The N turnover rate of the whole tissue (endosymbionts + animal host) was calculated as 0.27% d−1 (Fig. 3), which was 10 times slower than the C turnover rate (2.7% d−1; Fig. 2b). The slow N turnover rate means that it takes 370 days (residence time = 1/0.27% d−1) for 63% of N to be replaced with new N from the ambient seawater, including uptake from both autotrophic and heterotrophic sources. This conservative behavior of N can be achieved by the N cycles through the endosymbionts, and these metabolic characteristics may be an evolutionary adaptation of symbiotic corals to oligotrophic reef environments that allows them to sustain N for a long time.

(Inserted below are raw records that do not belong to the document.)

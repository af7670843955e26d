// SPDX-License-Identifier: BUSL-1.1
// Copyright (c) 2026 Alfred Jean LLC

//! Wire types for the chat channel protocol.
//!
//! Both directions carry JSON text frames. Inbound frames are tagged with a
//! `type` field from a closed set; chat payloads additionally carry sender
//! metadata. The single outbound protocol frame is the authentication
//! handshake — everything else the client sends is caller-supplied raw text.

use std::fmt;

use serde::{Deserialize, Serialize};

/// Sentinel `content` of the `SYSTEM` frame that confirms a successful
/// handshake.
pub const CONNECT_SUCCESS: &str = "Connected successfully";

/// Closed set of inbound frame tags.
#[derive(Debug, Clone, Copy, PartialEq, Eq, Hash, Serialize, Deserialize)]
#[serde(rename_all = "UPPERCASE")]
pub enum MessageType {
    Chat,
    Notification,
    System,
    Error,
}

impl MessageType {
    pub fn as_str(&self) -> &'static str {
        match self {
            Self::Chat => "CHAT",
            Self::Notification => "NOTIFICATION",
            Self::System => "SYSTEM",
            Self::Error => "ERROR",
        }
    }

    /// Parse a wire tag. Unknown tags yield `None`, never an error — frames
    /// carrying them are dropped rather than faulted.
    pub fn parse(tag: &str) -> Option<Self> {
        match tag {
            "CHAT" => Some(Self::Chat),
            "NOTIFICATION" => Some(Self::Notification),
            "SYSTEM" => Some(Self::System),
            "ERROR" => Some(Self::Error),
            _ => None,
        }
    }
}

impl fmt::Display for MessageType {
    fn fmt(&self, f: &mut fmt::Formatter<'_>) -> fmt::Result {
        f.write_str(self.as_str())
    }
}

/// One parsed inbound frame.
///
/// `sender_name`, `sender_id`, and `timestamp` are modeled as optional: the
/// server stamps all three on every frame it builds (system traffic carries
/// `SYSTEM`/`System` sender fields), but frames without them still parse.
#[derive(Debug, Clone, Serialize, Deserialize)]
pub struct ChannelMessage {
    #[serde(rename = "type")]
    pub kind: MessageType,
    pub content: String,
    #[serde(rename = "senderName", skip_serializing_if = "Option::is_none")]
    pub sender_name: Option<String>,
    #[serde(rename = "senderId", skip_serializing_if = "Option::is_none")]
    pub sender_id: Option<String>,
    /// Server-side send time, formatted `yyyy-MM-dd HH:mm:ss`.
    #[serde(skip_serializing_if = "Option::is_none")]
    pub timestamp: Option<String>,
}

impl ChannelMessage {
    /// Whether this frame is the server's handshake confirmation.
    pub fn is_connect_success(&self) -> bool {
        self.kind == MessageType::System && self.content == CONNECT_SUCCESS
    }
}

/// Authentication handshake, sent once per connection immediately after the
/// transport opens.
#[derive(Debug, Clone, Serialize, Deserialize)]
pub struct AuthRequest {
    #[serde(rename = "userToken")]
    pub user_token: String,
    pub message: String,
}

impl AuthRequest {
    /// Build the authenticate handshake for `token`.
    pub fn authenticate(token: &str) -> Self {
        Self { user_token: token.to_owned(), message: "authenticate".to_owned() }
    }

    /// Serialize to a JSON text frame.
    pub fn to_json(&self) -> String {
        serde_json::json!({
            "userToken": self.user_token,
            "message": self.message,
        })
        .to_string()
    }
}

#[cfg(test)]
#[path = "message_tests.rs"]
mod tests;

If all endosymbionts were lost from the animal host (e.g., coral bleaching), N might be lost from the host tissue, as seen in studies on aposymbiotic corals [56], and the resulting N residence time in the host tissue (56 days = 1.8% d−1; Fig. 3) would be much shorter than that in the symbiotic condition (370 days). Nitrogen retention within alga-invertebrate symbioses were also suggested for some other coral species [5, 30], the giant clam Tridacna gigas [57], the planktonic foraminiferan Orbulina universa [41], and the green hydra [58]. The present study quantified the specific efficiency of algal symbiosis and how it influenced the ability of the animal host to enhance its N conservation. Similar calculations for other symbiotic organisms would also clarify their competitive advantage in terms of N retention. A long turnover time of N within symbiosis also indicates that the internal N would not be immediately replaced with external N. The δ15N of the coral tissue or the organic matrix in the carbonate skeleton has been used to assess the N source [33,34,35], but the present study shows that a long time lag may be required for the δ15N values in corals to reflect the δ15N values of the original source.

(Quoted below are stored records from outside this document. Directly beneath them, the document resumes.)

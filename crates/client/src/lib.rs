// SPDX-License-Identifier: BUSL-1.1
// Copyright (c) 2026 Alfred Jean LLC

//! Chatlink: WebSocket client for token-authenticated chat channels.
//!
//! One [`ChannelClient`] owns at most one connection to a server's
//! `/ws/chat` endpoint. [`connect`](ChannelClient::connect) performs the
//! one-shot token handshake; inbound JSON frames fan out to per-type
//! handlers registered with [`on_message`](ChannelClient::on_message).

pub mod client;
pub mod dispatch;
pub mod error;
pub mod message;

pub use client::{ChannelClient, ConnectionState, DEFAULT_ENDPOINT};
pub use error::{ConnectError, NotConnectedError};
pub use message::{AuthRequest, ChannelMessage, MessageType, CONNECT_SUCCESS};
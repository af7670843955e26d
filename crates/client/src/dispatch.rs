// SPDX-License-Identifier: BUSL-1.1
// Copyright (c) 2026 Alfred Jean LLC

//! Per-type handler registry and dispatch.
//!
//! Each frame tag owns an ordered list of callbacks. Dispatch invokes the
//! whole list in registration order with a failure boundary around every
//! call, so one panicking consumer cannot starve its siblings.

use std::any::Any;
use std::panic::{catch_unwind, AssertUnwindSafe};
use std::sync::Arc;

use parking_lot::Mutex;

use crate::message::{ChannelMessage, MessageType};

/// A registered message callback.
pub type Handler = Arc<dyn Fn(&ChannelMessage) + Send + Sync>;

/// Ordered per-type handler lists.
///
/// The registry outlives individual connections: nothing in the connection
/// lifecycle clears it, so registrations survive reconnects.
pub struct HandlerRegistry {
    slots: Mutex<[Vec<Handler>; 4]>,
}

fn slot(kind: MessageType) -> usize {
    match kind {
        MessageType::Chat => 0,
        MessageType::Notification => 1,
        MessageType::System => 2,
        MessageType::Error => 3,
    }
}

impl HandlerRegistry {
    /// Create an empty registry.
    pub fn new() -> Self {
        Self { slots: Mutex::new(Default::default()) }
    }

    /// Append `handler` to the list for `kind`. Every registration is kept;
    /// there is no deduplication and no removal.
    pub fn register(&self, kind: MessageType, handler: Handler) {
        self.slots.lock()[slot(kind)].push(handler);
    }

    /// Invoke every handler registered for `message`'s type, in registration
    /// order. A panicking handler is logged and the remaining handlers still
    /// run. Frames with no registered handlers are dropped silently.
    ///
    /// The list is snapshotted before the first call, so a handler that
    /// registers new handlers affects the next frame, not the current one.
    pub fn dispatch(&self, message: &ChannelMessage) {
        let snapshot = self.slots.lock()[slot(message.kind)].clone();
        for (idx, handler) in snapshot.iter().enumerate() {
            if let Err(payload) = catch_unwind(AssertUnwindSafe(|| handler(message))) {
                let reason = panic_reason(payload.as_ref());
                tracing::error!(kind = %message.kind, idx, reason, "message handler panicked");
            }
        }
    }
}

impl Default for HandlerRegistry {
    fn default() -> Self {
        Self::new()
    }
}

/// Best-effort extraction of a panic message for logging.
fn panic_reason(payload: &(dyn Any + Send)) -> &str {
    if let Some(s) = payload.downcast_ref::<&str>() {
        s
    } else if let Some(s) = payload.downcast_ref::<String>() {
        s.as_str()
    } else {
        "non-string panic payload"
    }
}

#[cfg(test)]
#[path = "dispatch_tests.rs"]
mod tests;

Coral endosymbionts have been thought to be important for symbiosis in terms of autotrophic C production [5, 16], and the symbiotic relationship is described as a “controlled parasitism,” where the coral animal host acts as a “farmer” that optimizes the receipt of autotrophic C-rich organic matter from the endosymbionts [59]. The present study showed that the coral animal host derived 99% of its total N acquisition from the endosymbionts (Fig. 3), resulting in the new hypothesis that the animal host farms the endosymbionts to exploit both C and N very efficiently through the two different pathways (i.e., extracellular release and algal digestion). Simultaneously, the coral endosymbionts are acting as an essential absorber of the N wasted by the animal host [15], thereby preventing N from being lost from the symbiosis, as discussed above. Global seawater warming tends to damage the metabolism of endosymbionts or expel them from the animal host [23, 38, 39], and this causes a decline in the active and conservative microscale N cycles that are hidden in coral symbiosis and may even trigger a considerable loss of N reservoirs from the ecosystem. Though the flows of C and N through corals should be affected by the coral species [13, 15], the endosymbiont clades [31], and the environmental conditions, such as light intensity [16, 53], the present study showed the first comprehensive model of C and N stoichiometry in coral symbiosis. The application of similar isotope labeling and modeling techniques to other symbiotic organisms would further develop our understanding of symbiotic stoichiometry and biogeochemical cycles in the ecosystem.